La Reserva Federal alerta sobre los «rincones opacos» del mercado de IA
El auge de la inteligencia artificial ha dejado de ser un fenómeno de software para convertirse en una carrera de infraestructura física masiva. Sin embargo, las actas de la reunión de enero de 2026 de la Reserva Federal han revelado una preocupación latente: la financiación de la infraestructura relacionada con la IA en mercados privados opacos. Mientras gigantes como Nvidia, Meta, AMD y Tesla dominan las portadas, una porción creciente de la deuda que construye sus centros de datos se está originando en sectores del crédito que los reguladores no pueden mapear con total claridad. El Financial Stability Board (FSB) y el Tesoro de EE. UU. se han sumado a esta investigación, sugiriendo que las vulnerabilidades del crédito privado podrían aumentar el riesgo sistémico si los sistemas de IA desalineados o la falta de transparencia en los datos provocan una parada repentina en la provisión de crédito.

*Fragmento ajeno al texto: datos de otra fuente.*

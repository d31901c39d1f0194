use blog_creator_api::cli::{self, Cli};
use clap::Parser;
use tracing_subscriber::EnvFilter;

#[tokio::main]
async fn main() -> anyhow::Result<()> {
    // Load .env if present so DATABASE_URL and JWT_SECRET reach the config singleton
    let _ = dotenvy::dotenv();

    tracing_subscriber::fmt()
        .with_env_filter(EnvFilter::try_from_default_env().unwrap_or_else(|_| EnvFilter::new("info")))
        .init();

    if let Err(e) = cli::run(Cli::parse()).await {
        match std::env::var("CLI_VERBOSE").as_deref() {
            Ok("true") | Ok("1") => eprintln!("Error: {e:?}"),
            _ => eprintln!("Error: {e}"),
        }
        std::process::exit(1);
    }

    Ok(())
}
pub mod user_service;

pub use user_service::{UserError, UserService};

Una «pared de refinanciación» amenaza la estabilidad financiera global
La escala de la inversión es histórica, pero su estructura de deuda es inquietante. Según estimaciones de S&P Global Ratings, los vencimientos de deuda corporativa calificada como ‘B-‘ y por debajo subirán de los $56.6 mil millones en 2026 a cerca de $215 mil millones en 2028. Esta «pared de refinanciación» coincidirá con el pico de gasto en infraestructura del mercado de IA. El crédito privado, cuyos activos bajo gestión alcanzaron los $2 billones en 2025 y podrían llegar a $2.6 billones en 2029, ha superado la emisión sindicada tradicional durante cuatro años consecutivos. El problema radica en que estos préstamos rara vez se negocian en mercados secundarios y sus valoraciones se basan en modelos internos, lo que dificulta detectar cuándo el estrés financiero está comenzando a acumularse en el sistema.

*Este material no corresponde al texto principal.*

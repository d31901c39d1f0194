use anyhow::Context;

use crate::config::config;
use crate::database::DatabaseManager;

pub async fn handle() -> anyhow::Result<()> {
    let pool = super::connect(config()).await?;
    DatabaseManager::migrate(&pool).await.context("migration failed")?;
    println!("✓ Migrations applied");
    Ok(())
}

El riesgo de las marcas no realizadas y la falta de mercado secundario
La opacidad del sector se refleja en cómo se reportan los beneficios. Investigaciones académicas subrayan que una parte significativa del valor de estos fondos de crédito está atada al valor residual (RVPI), es decir, marcas no realizadas que no se han traducido en efectivo para los inversores. Expertos señalan que «hasta ahora hay poco mercado secundario para los préstamos de IA», lo que elimina las válvulas de escape tradicionales en caso de crisis. Si los prestatarios vinculados a la infraestructura digital entran en dificultades, los prestamistas podrían recurrir a la extensión de plazos o al interés en especie (PIK) para evitar declarar impagos oficiales. Esta estrategia podría ocultar pérdidas latentes en fondos donde el 8% de los ingresos por intereses ya provenía de modalidades PIK en 2024, retrasando una corrección necesaria que podría ser mucho más violenta cuando finalmente cristalice.
Reflexión BolsaKoin
En BolsaKoin observamos que el mercado de IA está construyendo un rascacielos sobre cimientos de deuda que nadie ha inspeccionado del todo. La obsesión por los chips de Nvidia o los coches de Tesla ha distraído a los inversores del verdadero motor: el crédito privado. Mi consejo de mercado para este 2026: no se fíen únicamente de las valoraciones de billones en bolsa. Si el flujo de capital hacia los centros de datos depende de fondos opacos con poca liquidez, cualquier grieta en la refinanciación de 2028 podría convertir este auge tecnológico en un problema de estabilidad financiera global. La transparencia será, al final, el único activo que realmente importe.